### Exercise aim
Return the data below in full. Keep each character unchanged.

[Dataset entries]
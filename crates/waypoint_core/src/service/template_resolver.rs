//! Counselor override resolution for task templates.
//!
//! # Responsibility
//! - Resolve which task template actually applies to a student.
//! - Manage the override lifecycle: creating one resyncs the counselor's
//!   students onto it, removing one resyncs them back to the canonical.
//!
//! # Invariants
//! - Only canonical, keyed templates are subject to substitution; override
//!   and keyless templates always resolve to themselves.
//! - Resync only ever touches incomplete tasks.

use crate::model::student::Student;
use crate::model::task::TaskTemplate;
use crate::repo::task_repo::TaskRepository;
use crate::repo::template_repo::TemplateRepository;
use crate::repo::{RepoError, RepoResult};
use log::info;
use std::error::Error;
use std::fmt::{Display, Formatter};

/// Service error for override management.
#[derive(Debug)]
pub enum OverrideError {
    /// Override templates must carry an owner.
    MissingOwner,
    /// Override templates must carry a roadmap key.
    MissingKey,
    /// Persistence-layer failure.
    Repo(RepoError),
}

impl Display for OverrideError {
    fn fmt(&self, f: &mut Formatter<'_>) -> std::fmt::Result {
        match self {
            Self::MissingOwner => write!(f, "override template has no owner"),
            Self::MissingKey => write!(f, "override template has no roadmap key"),
            Self::Repo(err) => write!(f, "{err}"),
        }
    }
}

impl Error for OverrideError {
    fn source(&self) -> Option<&(dyn Error + 'static)> {
        match self {
            Self::Repo(err) => Some(err),
            _ => None,
        }
    }
}

impl From<RepoError> for OverrideError {
    fn from(value: RepoError) -> Self {
        Self::Repo(value)
    }
}

impl From<crate::db::DbError> for OverrideError {
    fn from(value: crate::db::DbError) -> Self {
        Self::Repo(RepoError::Db(value))
    }
}

/// Resolves the template that actually applies when instantiating `template`
/// for `student`.
///
/// Substitution happens only when the template is canonical and keyed and
/// the student has a counselor holding a live override for that key. In
/// every other case the original template is returned unchanged.
pub fn effective_template<T: TemplateRepository>(
    templates: &T,
    student: &Student,
    template: &TaskTemplate,
) -> RepoResult<TaskTemplate> {
    if !template.is_canonical() {
        return Ok(template.clone());
    }
    let (Some(key), Some(counselor_id)) = (&template.roadmap_key, student.counselor_id) else {
        return Ok(template.clone());
    };

    match templates.find_override_template(counselor_id, key)? {
        Some(override_template) => Ok(override_template),
        None => Ok(template.clone()),
    }
}

/// Manages counselor override templates.
pub struct TemplateResolver<T: TemplateRepository, K: TaskRepository> {
    templates: T,
    tasks: K,
}

impl<T: TemplateRepository, K: TaskRepository> TemplateResolver<T, K> {
    pub fn new(templates: T, tasks: K) -> Self {
        Self { templates, tasks }
    }

    /// Registers `template` as a counselor override, creating it or saving
    /// the edit, and resyncs the owner's students' incomplete tasks onto it.
    /// Returns the number of tasks resynced.
    ///
    /// # Side effects
    /// - Emits `override_apply` logging events.
    pub fn apply_override(&self, template: &TaskTemplate) -> Result<usize, OverrideError> {
        let owner_id = template.owner_id.ok_or(OverrideError::MissingOwner)?;
        if template.roadmap_key.is_none() {
            return Err(OverrideError::MissingKey);
        }

        if self.templates.get_task_template(template.id)?.is_some() {
            self.templates.update_task_template(template)?;
        } else {
            self.templates.create_task_template(template)?;
        }
        let resynced = self
            .tasks
            .resync_incomplete_tasks_to_template(template, owner_id)?;

        info!(
            "event=override_apply module=service status=ok template_id={} owner_id={owner_id} resynced={resynced}",
            template.id
        );
        Ok(resynced)
    }

    /// Archives an override and resyncs affected incomplete tasks back to
    /// the canonical template for the key, when one exists. Returns the
    /// number of tasks resynced.
    ///
    /// # Side effects
    /// - Emits `override_remove` logging events.
    pub fn remove_override(
        &self,
        override_template: &TaskTemplate,
        now: i64,
    ) -> Result<usize, OverrideError> {
        let owner_id = override_template
            .owner_id
            .ok_or(OverrideError::MissingOwner)?;
        let key = override_template
            .roadmap_key
            .as_ref()
            .ok_or(OverrideError::MissingKey)?;

        self.templates
            .archive_task_template(override_template.id, now)?;

        let resynced = match self.templates.find_canonical_template(key)? {
            Some(canonical) => self
                .tasks
                .resync_incomplete_tasks_to_template(&canonical, owner_id)?,
            // No canonical to fall back to; existing tasks keep the
            // archived override's configuration.
            None => 0,
        };

        info!(
            "event=override_remove module=service status=ok template_id={} owner_id={owner_id} resynced={resynced}",
            override_template.id
        );
        Ok(resynced)
    }
}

### Result of this exercise
filename crates/waypoint_core/src/service/template_resolver.rs
//! Counselor override resolution for task templates.
//!
//! # Responsibility
//! - Resolve which task template actually applies to a student.
//! - Manage the override lifecycle: creating one resyncs the counselor's
//!   students onto it, removing one resyncs them back to the canonical.
//!
//! # Invariants
//! - Only canonical, keyed templates are subject to substitution; override
//!   and keyless templates always resolve to themselves.
//! - Resync only ever touches incomplete tasks.

use crate::model::student::Student;
use crate::model::task::TaskTemplate;
use crate::repo::task_repo::TaskRepository;
use crate::repo::template_repo::TemplateRepository;
use crate::repo::{RepoError, RepoResult};
use log::info;
use std::error::Error;
use std::fmt::{Display, Formatter};

/// Service error for override management.
#[derive(Debug)]
pub enum OverrideError {
    /// Override templates must carry an owner.
    MissingOwner,
    /// Override templates must carry a roadmap key.
    MissingKey,
    /// Persistence-layer failure.
    Repo(RepoError),
}

impl Display for OverrideError {
    fn fmt(&self, f: &mut Formatter<'_>) -> std::fmt::Result {
        match self {
            Self::MissingOwner => write!(f, "override template has no owner"),
            Self::MissingKey => write!(f, "override template has no roadmap key"),
            Self::Repo(err) => write!(f, "{err}"),
        }
    }
}

impl Error for OverrideError {
    fn source(&self) -> Option<&(dyn Error + 'static)> {
        match self {
            Self::Repo(err) => Some(err),
            _ => None,
        }
    }
}

impl From<RepoError> for OverrideError {
    fn from(value: RepoError) -> Self {
        Self::Repo(value)
    }
}

impl From<crate::db::DbError> for OverrideError {
    fn from(value: crate::db::DbError) -> Self {
        Self::Repo(RepoError::Db(value))
    }
}

/// Resolves the template that actually applies when instantiating `template`
/// for `student`.
///
/// Substitution happens only when the template is canonical and keyed and
/// the student has a counselor holding a live override for that key. In
/// every other case the original template is returned unchanged.
pub fn effective_template<T: TemplateRepository>(
    templates: &T,
    student: &Student,
    template: &TaskTemplate,
) -> RepoResult<TaskTemplate> {
    if !template.is_canonical() {
        return Ok(template.clone());
    }
    let (Some(key), Some(counselor_id)) = (&template.roadmap_key, student.counselor_id) else {
        return Ok(template.clone());
    };

    match templates.find_override_template(counselor_id, key)? {
        Some(override_template) => Ok(override_template),
        None => Ok(template.clone()),
    }
}

/// Manages counselor override templates.
pub struct TemplateResolver<T: TemplateRepository, K: TaskRepository> {
    templates: T,
    tasks: K,
}

impl<T: TemplateRepository, K: TaskRepository> TemplateResolver<T, K> {
    pub fn new(templates: T, tasks: K) -> Self {
        Self { templates, tasks }
    }

    /// Registers `template` as a counselor override, creating it or saving
    /// the edit, and resyncs the owner's students' incomplete tasks onto it.
    /// Returns the number of tasks resynced.
    ///
    /// # Side effects
    /// - Emits `override_apply` logging events.
    pub fn apply_override(&self, template: &TaskTemplate) -> Result<usize, OverrideError> {
        let owner_id = template.owner_id.ok_or(OverrideError::MissingOwner)?;
        if template.roadmap_key.is_none() {
            return Err(OverrideError::MissingKey);
        }

        if self.templates.get_task_template(template.id)?.is_some() {
            self.templates.update_task_template(template)?;
        } else {
            self.templates.create_task_template(template)?;
        }
        let resynced = self
            .tasks
            .resync_incomplete_tasks_to_template(template, owner_id)?;

        info!(
            "event=override_apply module=service status=ok template_id={} owner_id={owner_id} resynced={resynced}",
            template.id
        );
        Ok(resynced)
    }

    /// Archives an override and resyncs affected incomplete tasks back to
    /// the canonical template for the key, when one exists. Returns the
    /// number of tasks resynced.
    ///
    /// # Side effects
    /// - Emits `override_remove` logging events.
    pub fn remove_override(
        &self,
        override_template: &TaskTemplate,
        now: i64,
    ) -> Result<usize, OverrideError> {
        let owner_id = override_template
            .owner_id
            .ok_or(OverrideError::MissingOwner)?;
        let key = override_template
            .roadmap_key
            .as_ref()
            .ok_or(OverrideError::MissingKey)?;

        self.templates
            .archive_task_template(override_template.id, now)?;

        let resynced = match self.templates.find_canonical_template(key)? {
            Some(canonical) => self
                .tasks
                .resync_incomplete_tasks_to_template(&canonical, owner_id)?,
            // No canonical to fall back to; existing tasks keep the
            // archived override's configuration.
            None => 0,
        };

        info!(
            "event=override_remove module=service status=ok template_id={} owner_id={owner_id} resynced={resynced}",
            override_template.id
        );
        Ok(resynced)
    }
}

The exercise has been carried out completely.